The last stretch of road into my wife’s hometown of
Beatrice, Nebraska is the eventful little two-lane State Highway 136 that leads
from I-29 north of St. Joseph, Missouri into Beatrice. Beatrice, by the way, was
the birthplace of the actor Robert Taylor (though the locals knew him as
Spangler Arlington Brugh) and the poet Weldon Kees (whom the locals called
Weldie). When I say the locals I mean my mother-in-law, who has lived in
Beatrice all her life.
Turning
west from I-29 onto 136, you come almost immediately to a bridge that will take
you into Brownville. (If you are coming from St. Louis, this will be the third
time you cross the Missouri River.) Often the center of these little towns is
worth the out-of-the-way few blocks you must go to reach it, and Brownville is
no exception. Technically a village of fewer than 150 souls, Brownville boasts
some fine historic buildings on Main Street, and on the river, a floating bed
and breakfast. A few miles farther west is Auburn, which always calls to my mind
the opening couplet of Goldsmith’s “The Deserted Village”:
Sweet Auburn! Loveliest village of
the plain,
Where
health and plenty cheer’d the laboring swain….
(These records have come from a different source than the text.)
use crate::model::role::Role;
use crate::store;
use anyhow::Result;
use futures_util::StreamExt;
use moka::future::Cache;
use once_cell::sync::Lazy;
use sqlx::MySqlPool;
use std::sync::Arc;
use std::time::Duration;

/// Current state of an account, checked on every authenticated request.
#[derive(Debug, Clone, PartialEq, Eq)]
pub struct UserAccess {
    pub active: bool,
    pub roles: Vec<Role>,
}

impl UserAccess {
    pub const NONE: UserAccess = UserAccess {
        active: false,
        roles: Vec::new(),
    };
}

pub static ACCESS_CACHE: Lazy<Cache<u64, Arc<UserAccess>>> = Lazy::new(|| {
    Cache::builder()
        .max_capacity(100_000)
        .time_to_live(Duration::from_secs(300))
        .build()
});

/// Cached access of a user; unknown users come back inactive.
pub async fn get(pool: &MySqlPool, user_id: u64) -> Result<Arc<UserAccess>, Arc<sqlx::Error>> {
    ACCESS_CACHE
        .try_get_with(user_id, async move {
            let mut conn = pool.acquire().await?;
            let access = store::user::access_of(&mut *conn, user_id).await?;
            Ok::<_, sqlx::Error>(Arc::new(access))
        })
        .await
}

/// Drop a user's entry after their roles or active flag change.
pub async fn invalidate(user_id: u64) {
    ACCESS_CACHE.invalidate(&user_id).await;
}

/// Load users who signed in during the last `days` days.
pub async fn warmup_access_cache(pool: &MySqlPool, days: u32, batch_size: usize) -> Result<()> {
    let mut stream = sqlx::query_as::<_, (u64, i64, Option<u8>)>(
        r#"
        SELECT u.id, (u.active_since IS NOT NULL) AS active, ur.role_id
        FROM users u
        LEFT JOIN user_roles ur ON ur.user_id = u.id
        WHERE u.last_login_at >= NOW() - INTERVAL ? DAY
        ORDER BY u.id
        "#,
    )
    .bind(days)
    .fetch(pool);

    let mut batch: Vec<(u64, UserAccess)> = Vec::with_capacity(batch_size);
    let mut total = 0usize;

    while let Some(row) = stream.next().await {
        let (user_id, active, role_id) = row?;

        match batch.last_mut() {
            Some((last_id, access)) if *last_id == user_id => {
                access.roles.extend(role_id.and_then(Role::from_id));
            }
            _ => {
                if batch.len() >= batch_size {
                    total += flush(&mut batch).await;
                }
                batch.push((
                    user_id,
                    UserAccess {
                        active: active != 0,
                        roles: role_id.and_then(Role::from_id).into_iter().collect(),
                    },
                ));
            }
        }
    }
    total += flush(&mut batch).await;

    log::info!(
        "Access cache warmup complete: {} recent users (last {} days)",
        total,
        days
    );

    Ok(())
}

async fn flush(batch: &mut Vec<(u64, UserAccess)>) -> usize {
    let count = batch.len();
    let inserts: Vec<_> = batch
        .drain(..)
        .map(|(id, access)| ACCESS_CACHE.insert(id, Arc::new(access)))
        .collect();
    futures::future::join_all(inserts).await;
    count
}

#[cfg(test)]
mod tests {
    use super::*;

    #[actix_web::test]
    async fn invalidate_removes_entry() {
        let access = UserAccess {
            active: true,
            roles: vec![Role::Admin],
        };
        ACCESS_CACHE.insert(9_001, Arc::new(access.clone())).await;
        assert_eq!(ACCESS_CACHE.get(&9_001).await.as_deref(), Some(&access));

        invalidate(9_001).await;
        assert!(ACCESS_CACHE.get(&9_001).await.is_none());
    }

    #[actix_web::test]
    async fn flush_drains_the_batch() {
        let mut batch = vec![(9_002, UserAccess::NONE), (9_003, UserAccess::NONE)];
        assert_eq!(flush(&mut batch).await, 2);
        assert!(batch.is_empty());
        assert!(ACCESS_CACHE.get(&9_003).await.is_some());
    }
}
Unlike Brownville, Auburn is not a village but a city of
3500. Its first sign is an airport where are there are two intersecting turf
runways, the only one of its kind I’ve seen. Auburn’s graveyard is on the
highway and called Sheridan Cemetery, but as we leave the city we find its
annex: on rolling turf easy to mistake for a golf course a very few headstones are
visible, and gates that proclaim this as “Sheridan West.”
Not much
farther, at Spring Creek, you’ll see a working bison farm, with its feed lot
and pasture wrapped around a house on the south side of the road. The last time
I passed there were dozens of buffalo within a few yards of the highway, a
startling sight more common on these plains two hundred years ago. The next
creeks form an interesting contrast of names. The first is Brewer’s Branch,
calling up for me southern associations of “branch water” that always seems to
be linked to alcohol—paired with bourbon or used for brewing. But the next
crossing is Yankee Creek.
Almost
immediately we are in Tecumseh, where we do one of those mysterious
ninety-degree turns followed by another ninety-degree turn back to course a few
blocks later; this is a fairly common occurrence in Midwest driving where roads
avoid a parcel of land some farmer resisted giving up to the right of way. And
the next town is Beatrice.
What
strikes an observer about the streets of this town is the number of trees
throughout the city. They are more numerous than in any other of the towns
spread across southeastern Nebraska. Yet the locals will tell you (my
mother-in-law again) that before the advent of Dutch Elm Disease that killed
almost all of the fine American Elms in Beatrice, there were twice as many
trees here. Beatrice boasts the very first homestead, applied for shortly after
midnight on the day Lincoln’s 1862 Homestead Act went into effect. The Homestead
National Monument is on the other side of town. To the north is Beatrice’s
airport, where you can depart on its runway 36 and fly straight without a
course change the thirty-three nautical miles onto runway 36 at Lincoln. I know; I’ve done it.